**Work task**:
Pick out each line of the records in which the word "LoggingSettings" appears.
*-*-*
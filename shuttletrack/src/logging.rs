//! Logging infrastructure for shuttletrack.
//!
//! Provides structured logging with file output and console output:
//! - Writes to `logs/shuttletrack.log` (cleared on session start)
//! - Also prints to stdout
//! - Configurable via RUST_LOG environment variable

use std::fs;
use std::io;
use std::path::{Path, PathBuf};

use tracing_appender::non_blocking::WorkerGuard;
use tracing_subscriber::layer::SubscriberExt;
use tracing_subscriber::util::SubscriberInitExt;
use tracing_subscriber::EnvFilter;

use crate::config::LoggingSettings;

/// Guard that must be kept alive for the duration of logging.
///
/// Dropping this guard will flush and close the log file writer.
pub struct LoggingGuard {
    _file_guard: WorkerGuard,
}

/// Initialize logging system.
///
/// Creates the log directory if needed, clears the previous log file,
/// and sets up dual output to both file and stdout.
///
/// # Errors
///
/// Returns error if the log directory cannot be created or the log file
/// cannot be cleared.
pub fn init_logging(log_dir: impl AsRef<Path>, log_file: &str) -> Result<LoggingGuard, io::Error> {
    let log_dir = log_dir.as_ref();
    prepare_log_file(log_dir, log_file)?;

    let file_appender = tracing_appender::rolling::never(log_dir, log_file);
    let (non_blocking_file, file_guard) = tracing_appender::non_blocking(file_appender);

    let file_layer = tracing_subscriber::fmt::layer()
        .with_writer(non_blocking_file)
        .with_ansi(false)
        .with_target(true);

    let stdout_layer = tracing_subscriber::fmt::layer()
        .with_writer(io::stdout)
        .with_ansi(true)
        .compact();

    // Defaults to INFO if RUST_LOG is not set
    let env_filter = EnvFilter::try_from_default_env().unwrap_or_else(|_| EnvFilter::new("info"));

    tracing_subscriber::registry()
        .with(env_filter)
        .with(file_layer)
        .with(stdout_layer)
        .try_init()
        .map_err(|e| io::Error::new(io::ErrorKind::AlreadyExists, e))?;

    Ok(LoggingGuard {
        _file_guard: file_guard,
    })
}

/// Initialize logging from the `[logging]` config section.
pub fn init_from_settings(settings: &LoggingSettings) -> Result<LoggingGuard, io::Error> {
    init_logging(&settings.directory, &settings.file)
}

/// Create `log_dir` and truncate `log_file` inside it.
fn prepare_log_file(log_dir: &Path, log_file: &str) -> io::Result<PathBuf> {
    fs::create_dir_all(log_dir)?;
    let log_path = log_dir.join(log_file);
    fs::write(&log_path, "")?;
    Ok(log_path)
}

/// Get default log directory path.
pub fn default_log_dir() -> &'static str {
    "logs"
}

/// Get default log file name.
pub fn default_log_file() -> &'static str {
    "shuttletrack.log"
}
*-*-*
**Reply to the exercise**:
use crate::config::LoggingSettings;
pub fn init_from_settings(settings: &LoggingSettings) -> Result<LoggingGuard, io::Error> {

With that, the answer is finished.